Content starts
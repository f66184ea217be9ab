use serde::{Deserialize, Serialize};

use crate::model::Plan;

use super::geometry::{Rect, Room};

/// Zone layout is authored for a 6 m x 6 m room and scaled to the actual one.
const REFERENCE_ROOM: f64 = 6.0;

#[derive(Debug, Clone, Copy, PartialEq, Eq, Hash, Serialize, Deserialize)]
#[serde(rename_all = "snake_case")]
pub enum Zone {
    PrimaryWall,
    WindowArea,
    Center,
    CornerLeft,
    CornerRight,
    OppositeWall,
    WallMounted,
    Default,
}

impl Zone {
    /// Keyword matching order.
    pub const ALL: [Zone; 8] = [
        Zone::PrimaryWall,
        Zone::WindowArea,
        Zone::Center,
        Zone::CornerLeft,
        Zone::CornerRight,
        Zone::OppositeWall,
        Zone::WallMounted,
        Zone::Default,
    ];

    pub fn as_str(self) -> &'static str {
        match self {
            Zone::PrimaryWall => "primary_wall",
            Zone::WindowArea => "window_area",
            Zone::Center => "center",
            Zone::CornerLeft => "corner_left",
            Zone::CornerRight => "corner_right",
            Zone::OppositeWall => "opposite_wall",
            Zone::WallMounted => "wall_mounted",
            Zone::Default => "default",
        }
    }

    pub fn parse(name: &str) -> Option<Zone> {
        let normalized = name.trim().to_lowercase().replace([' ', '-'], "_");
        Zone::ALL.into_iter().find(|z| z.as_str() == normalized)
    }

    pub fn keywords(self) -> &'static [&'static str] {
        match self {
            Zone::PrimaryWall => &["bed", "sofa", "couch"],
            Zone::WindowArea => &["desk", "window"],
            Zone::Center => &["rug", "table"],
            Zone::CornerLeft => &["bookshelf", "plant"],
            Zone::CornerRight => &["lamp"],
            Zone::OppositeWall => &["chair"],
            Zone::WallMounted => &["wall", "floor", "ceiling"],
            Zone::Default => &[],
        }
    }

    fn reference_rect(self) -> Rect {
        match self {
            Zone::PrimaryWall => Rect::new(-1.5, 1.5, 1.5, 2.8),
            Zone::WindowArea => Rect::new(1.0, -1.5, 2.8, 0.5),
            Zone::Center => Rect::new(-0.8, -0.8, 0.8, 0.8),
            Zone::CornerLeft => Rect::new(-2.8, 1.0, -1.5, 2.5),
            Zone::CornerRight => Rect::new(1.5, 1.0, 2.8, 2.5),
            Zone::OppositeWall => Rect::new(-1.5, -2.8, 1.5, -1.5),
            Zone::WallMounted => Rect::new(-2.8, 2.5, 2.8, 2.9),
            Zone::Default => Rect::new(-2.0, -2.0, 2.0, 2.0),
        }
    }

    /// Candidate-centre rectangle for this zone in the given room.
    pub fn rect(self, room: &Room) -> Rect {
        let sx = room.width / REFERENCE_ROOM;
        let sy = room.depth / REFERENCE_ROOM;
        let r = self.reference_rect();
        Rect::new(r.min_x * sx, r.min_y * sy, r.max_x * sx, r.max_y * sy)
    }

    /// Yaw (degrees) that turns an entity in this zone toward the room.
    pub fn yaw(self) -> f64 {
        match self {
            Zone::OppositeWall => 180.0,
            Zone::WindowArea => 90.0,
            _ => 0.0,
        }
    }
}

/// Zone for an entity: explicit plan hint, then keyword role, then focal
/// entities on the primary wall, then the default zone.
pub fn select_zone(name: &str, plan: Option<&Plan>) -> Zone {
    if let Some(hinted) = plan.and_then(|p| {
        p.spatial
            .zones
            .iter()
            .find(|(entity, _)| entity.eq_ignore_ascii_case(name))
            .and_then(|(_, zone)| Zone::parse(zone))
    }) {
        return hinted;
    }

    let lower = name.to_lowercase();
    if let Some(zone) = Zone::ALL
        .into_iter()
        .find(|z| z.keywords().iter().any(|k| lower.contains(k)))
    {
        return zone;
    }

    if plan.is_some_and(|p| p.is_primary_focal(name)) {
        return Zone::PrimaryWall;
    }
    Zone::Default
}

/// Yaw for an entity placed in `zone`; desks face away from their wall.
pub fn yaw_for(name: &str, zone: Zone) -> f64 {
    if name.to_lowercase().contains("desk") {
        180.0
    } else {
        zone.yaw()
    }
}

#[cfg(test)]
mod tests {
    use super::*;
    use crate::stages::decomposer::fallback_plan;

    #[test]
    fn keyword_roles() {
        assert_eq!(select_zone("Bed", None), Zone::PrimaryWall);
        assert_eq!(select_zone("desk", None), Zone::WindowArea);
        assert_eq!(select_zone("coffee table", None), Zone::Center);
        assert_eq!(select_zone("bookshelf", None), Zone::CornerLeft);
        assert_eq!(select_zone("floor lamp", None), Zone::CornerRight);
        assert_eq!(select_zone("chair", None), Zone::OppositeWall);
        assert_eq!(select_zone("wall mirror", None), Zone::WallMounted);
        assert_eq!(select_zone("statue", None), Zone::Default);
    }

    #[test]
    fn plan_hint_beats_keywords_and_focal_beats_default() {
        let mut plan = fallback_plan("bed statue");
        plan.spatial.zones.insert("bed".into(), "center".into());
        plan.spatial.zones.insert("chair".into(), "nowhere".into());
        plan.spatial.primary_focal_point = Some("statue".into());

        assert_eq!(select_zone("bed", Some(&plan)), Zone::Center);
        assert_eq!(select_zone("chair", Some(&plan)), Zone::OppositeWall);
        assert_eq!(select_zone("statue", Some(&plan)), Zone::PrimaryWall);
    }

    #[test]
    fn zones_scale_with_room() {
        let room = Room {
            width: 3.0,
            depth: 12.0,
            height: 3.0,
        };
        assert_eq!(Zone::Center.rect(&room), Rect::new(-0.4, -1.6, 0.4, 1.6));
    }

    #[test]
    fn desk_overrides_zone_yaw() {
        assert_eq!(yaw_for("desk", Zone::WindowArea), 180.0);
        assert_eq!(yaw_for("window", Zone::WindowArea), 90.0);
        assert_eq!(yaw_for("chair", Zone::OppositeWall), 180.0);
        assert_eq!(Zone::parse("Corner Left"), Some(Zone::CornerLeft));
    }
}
Content ends
Content starts
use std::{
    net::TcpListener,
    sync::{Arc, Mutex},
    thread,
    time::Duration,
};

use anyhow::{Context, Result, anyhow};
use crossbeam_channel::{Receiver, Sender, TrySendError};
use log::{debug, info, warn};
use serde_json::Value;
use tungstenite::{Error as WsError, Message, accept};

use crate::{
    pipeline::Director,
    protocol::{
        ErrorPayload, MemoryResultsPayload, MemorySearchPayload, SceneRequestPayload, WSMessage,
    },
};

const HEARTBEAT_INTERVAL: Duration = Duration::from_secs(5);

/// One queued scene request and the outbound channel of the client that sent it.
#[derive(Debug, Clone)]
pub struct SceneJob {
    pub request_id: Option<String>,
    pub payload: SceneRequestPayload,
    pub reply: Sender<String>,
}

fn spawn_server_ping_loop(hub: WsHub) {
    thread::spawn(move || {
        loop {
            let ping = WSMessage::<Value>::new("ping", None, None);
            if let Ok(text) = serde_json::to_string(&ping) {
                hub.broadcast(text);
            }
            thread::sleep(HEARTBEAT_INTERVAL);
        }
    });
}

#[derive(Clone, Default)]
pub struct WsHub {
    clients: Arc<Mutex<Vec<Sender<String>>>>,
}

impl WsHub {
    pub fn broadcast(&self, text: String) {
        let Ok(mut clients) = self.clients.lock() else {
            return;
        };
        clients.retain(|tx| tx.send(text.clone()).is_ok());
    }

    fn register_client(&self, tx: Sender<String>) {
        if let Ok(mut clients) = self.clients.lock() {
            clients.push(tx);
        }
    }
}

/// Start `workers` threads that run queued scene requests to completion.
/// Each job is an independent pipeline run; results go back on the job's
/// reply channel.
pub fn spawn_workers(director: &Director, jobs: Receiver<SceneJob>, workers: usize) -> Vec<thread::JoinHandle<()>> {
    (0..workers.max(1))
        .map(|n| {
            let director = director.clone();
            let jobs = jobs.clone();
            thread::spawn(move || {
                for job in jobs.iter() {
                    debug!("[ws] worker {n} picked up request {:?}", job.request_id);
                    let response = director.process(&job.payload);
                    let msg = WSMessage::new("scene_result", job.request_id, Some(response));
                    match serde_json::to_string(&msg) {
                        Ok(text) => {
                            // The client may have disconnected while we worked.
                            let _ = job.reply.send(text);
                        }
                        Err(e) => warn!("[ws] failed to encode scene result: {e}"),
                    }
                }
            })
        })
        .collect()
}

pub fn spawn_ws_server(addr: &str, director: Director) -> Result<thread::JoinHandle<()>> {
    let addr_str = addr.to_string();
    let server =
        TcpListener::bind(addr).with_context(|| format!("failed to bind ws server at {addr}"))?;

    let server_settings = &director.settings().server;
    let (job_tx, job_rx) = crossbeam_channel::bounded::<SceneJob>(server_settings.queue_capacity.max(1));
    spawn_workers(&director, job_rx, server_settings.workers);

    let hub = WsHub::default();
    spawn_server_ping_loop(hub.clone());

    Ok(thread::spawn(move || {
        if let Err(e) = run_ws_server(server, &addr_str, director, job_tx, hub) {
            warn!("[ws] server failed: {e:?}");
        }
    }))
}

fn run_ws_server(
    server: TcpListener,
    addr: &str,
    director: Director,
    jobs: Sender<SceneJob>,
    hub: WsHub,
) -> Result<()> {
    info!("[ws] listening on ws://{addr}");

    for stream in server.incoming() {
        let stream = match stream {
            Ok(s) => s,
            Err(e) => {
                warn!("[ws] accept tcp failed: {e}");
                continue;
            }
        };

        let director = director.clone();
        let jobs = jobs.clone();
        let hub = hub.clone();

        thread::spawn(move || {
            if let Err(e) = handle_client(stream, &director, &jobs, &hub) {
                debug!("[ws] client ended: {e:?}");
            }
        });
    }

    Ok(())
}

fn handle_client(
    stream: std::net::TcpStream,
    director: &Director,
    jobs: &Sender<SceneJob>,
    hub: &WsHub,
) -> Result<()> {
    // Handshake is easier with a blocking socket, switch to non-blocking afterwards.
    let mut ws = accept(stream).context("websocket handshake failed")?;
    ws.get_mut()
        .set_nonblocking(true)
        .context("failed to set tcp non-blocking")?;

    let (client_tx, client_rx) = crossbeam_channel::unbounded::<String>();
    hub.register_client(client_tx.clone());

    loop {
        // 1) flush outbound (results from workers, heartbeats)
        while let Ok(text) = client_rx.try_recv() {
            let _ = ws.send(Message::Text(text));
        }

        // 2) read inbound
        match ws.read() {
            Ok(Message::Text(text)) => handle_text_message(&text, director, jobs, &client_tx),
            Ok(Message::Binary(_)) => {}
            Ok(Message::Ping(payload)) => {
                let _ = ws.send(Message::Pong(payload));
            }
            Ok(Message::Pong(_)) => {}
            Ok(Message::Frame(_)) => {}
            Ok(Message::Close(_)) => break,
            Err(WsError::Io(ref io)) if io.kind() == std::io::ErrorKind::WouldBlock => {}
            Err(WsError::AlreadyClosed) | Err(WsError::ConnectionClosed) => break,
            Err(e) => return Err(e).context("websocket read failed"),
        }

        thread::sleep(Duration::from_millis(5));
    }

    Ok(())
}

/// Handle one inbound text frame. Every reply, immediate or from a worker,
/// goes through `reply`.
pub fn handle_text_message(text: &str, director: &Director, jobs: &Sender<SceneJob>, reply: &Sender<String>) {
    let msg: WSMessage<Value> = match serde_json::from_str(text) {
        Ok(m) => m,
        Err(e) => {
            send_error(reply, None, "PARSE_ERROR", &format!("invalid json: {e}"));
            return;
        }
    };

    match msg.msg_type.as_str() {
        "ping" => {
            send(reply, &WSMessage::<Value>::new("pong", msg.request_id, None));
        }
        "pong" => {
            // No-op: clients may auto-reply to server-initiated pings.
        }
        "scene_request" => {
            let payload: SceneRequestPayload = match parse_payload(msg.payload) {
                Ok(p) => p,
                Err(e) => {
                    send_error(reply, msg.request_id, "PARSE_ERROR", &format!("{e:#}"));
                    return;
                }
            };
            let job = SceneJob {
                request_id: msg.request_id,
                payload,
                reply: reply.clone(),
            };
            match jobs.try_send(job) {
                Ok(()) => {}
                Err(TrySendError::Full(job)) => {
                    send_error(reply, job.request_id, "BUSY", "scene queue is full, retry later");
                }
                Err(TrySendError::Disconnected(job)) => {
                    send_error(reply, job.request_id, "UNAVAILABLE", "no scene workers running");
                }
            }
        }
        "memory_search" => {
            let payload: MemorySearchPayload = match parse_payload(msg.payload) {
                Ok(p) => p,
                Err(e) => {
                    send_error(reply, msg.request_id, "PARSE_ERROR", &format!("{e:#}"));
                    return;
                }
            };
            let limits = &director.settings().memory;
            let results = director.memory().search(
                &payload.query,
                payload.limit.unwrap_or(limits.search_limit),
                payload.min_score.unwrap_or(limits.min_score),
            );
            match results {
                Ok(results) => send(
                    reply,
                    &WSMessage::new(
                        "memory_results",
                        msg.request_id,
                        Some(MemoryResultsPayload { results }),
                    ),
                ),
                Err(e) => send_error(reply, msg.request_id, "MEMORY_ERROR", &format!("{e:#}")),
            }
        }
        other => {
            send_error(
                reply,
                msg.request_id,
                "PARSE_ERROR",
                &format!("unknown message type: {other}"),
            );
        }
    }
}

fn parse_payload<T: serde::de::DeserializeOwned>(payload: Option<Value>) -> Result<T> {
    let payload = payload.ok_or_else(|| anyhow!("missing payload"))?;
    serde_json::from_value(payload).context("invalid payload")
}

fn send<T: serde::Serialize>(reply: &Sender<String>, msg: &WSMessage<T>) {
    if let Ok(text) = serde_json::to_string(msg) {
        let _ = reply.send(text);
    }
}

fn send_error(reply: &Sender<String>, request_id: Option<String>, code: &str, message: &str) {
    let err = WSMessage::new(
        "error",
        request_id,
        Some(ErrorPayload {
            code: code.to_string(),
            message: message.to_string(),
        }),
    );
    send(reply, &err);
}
Content ends
Content starts
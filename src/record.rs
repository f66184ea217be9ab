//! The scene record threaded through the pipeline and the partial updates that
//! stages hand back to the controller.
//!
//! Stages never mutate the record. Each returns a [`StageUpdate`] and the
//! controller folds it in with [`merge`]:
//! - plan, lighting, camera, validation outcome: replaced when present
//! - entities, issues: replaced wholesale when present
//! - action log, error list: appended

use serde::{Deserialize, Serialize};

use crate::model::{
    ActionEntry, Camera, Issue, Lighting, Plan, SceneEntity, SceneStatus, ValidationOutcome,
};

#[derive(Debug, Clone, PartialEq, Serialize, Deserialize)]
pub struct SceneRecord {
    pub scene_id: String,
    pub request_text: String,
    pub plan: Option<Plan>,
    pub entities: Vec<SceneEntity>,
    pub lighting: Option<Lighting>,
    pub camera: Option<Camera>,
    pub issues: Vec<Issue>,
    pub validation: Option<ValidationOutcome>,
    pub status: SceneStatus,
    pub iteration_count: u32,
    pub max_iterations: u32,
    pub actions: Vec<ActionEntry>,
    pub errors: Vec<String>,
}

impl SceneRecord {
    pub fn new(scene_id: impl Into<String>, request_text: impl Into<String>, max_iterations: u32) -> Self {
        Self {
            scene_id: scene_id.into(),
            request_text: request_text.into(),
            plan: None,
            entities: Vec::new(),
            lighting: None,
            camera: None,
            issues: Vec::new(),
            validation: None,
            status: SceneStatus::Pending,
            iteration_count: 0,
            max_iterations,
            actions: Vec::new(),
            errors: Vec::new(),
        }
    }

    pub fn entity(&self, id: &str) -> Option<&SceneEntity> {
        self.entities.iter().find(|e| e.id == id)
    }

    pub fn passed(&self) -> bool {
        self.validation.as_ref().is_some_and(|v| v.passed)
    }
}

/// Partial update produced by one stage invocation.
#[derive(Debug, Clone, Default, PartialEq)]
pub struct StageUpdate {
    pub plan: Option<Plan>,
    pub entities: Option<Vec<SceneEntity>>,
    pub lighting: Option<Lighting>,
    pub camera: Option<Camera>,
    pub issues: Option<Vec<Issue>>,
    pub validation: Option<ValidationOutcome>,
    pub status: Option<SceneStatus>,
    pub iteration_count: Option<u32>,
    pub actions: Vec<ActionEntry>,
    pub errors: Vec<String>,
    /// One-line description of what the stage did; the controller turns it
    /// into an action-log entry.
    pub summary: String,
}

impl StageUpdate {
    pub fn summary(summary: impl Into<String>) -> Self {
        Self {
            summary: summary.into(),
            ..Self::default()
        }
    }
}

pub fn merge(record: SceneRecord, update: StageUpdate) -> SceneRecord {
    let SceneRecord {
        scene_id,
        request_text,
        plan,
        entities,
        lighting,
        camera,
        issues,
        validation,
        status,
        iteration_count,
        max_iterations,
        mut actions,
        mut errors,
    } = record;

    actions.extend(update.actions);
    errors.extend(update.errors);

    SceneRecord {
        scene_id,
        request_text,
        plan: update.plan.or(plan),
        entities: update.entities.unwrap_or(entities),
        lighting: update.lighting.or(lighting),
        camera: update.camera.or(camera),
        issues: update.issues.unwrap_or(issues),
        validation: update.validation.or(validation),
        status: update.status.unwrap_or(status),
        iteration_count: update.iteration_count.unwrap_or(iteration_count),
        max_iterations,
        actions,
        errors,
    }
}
Content ends
● EXERCISE BRIEF
Taking the lines of the listing one by one, count those that contain "invalid", and answer with the number only.

● YOUR RESPONSE
2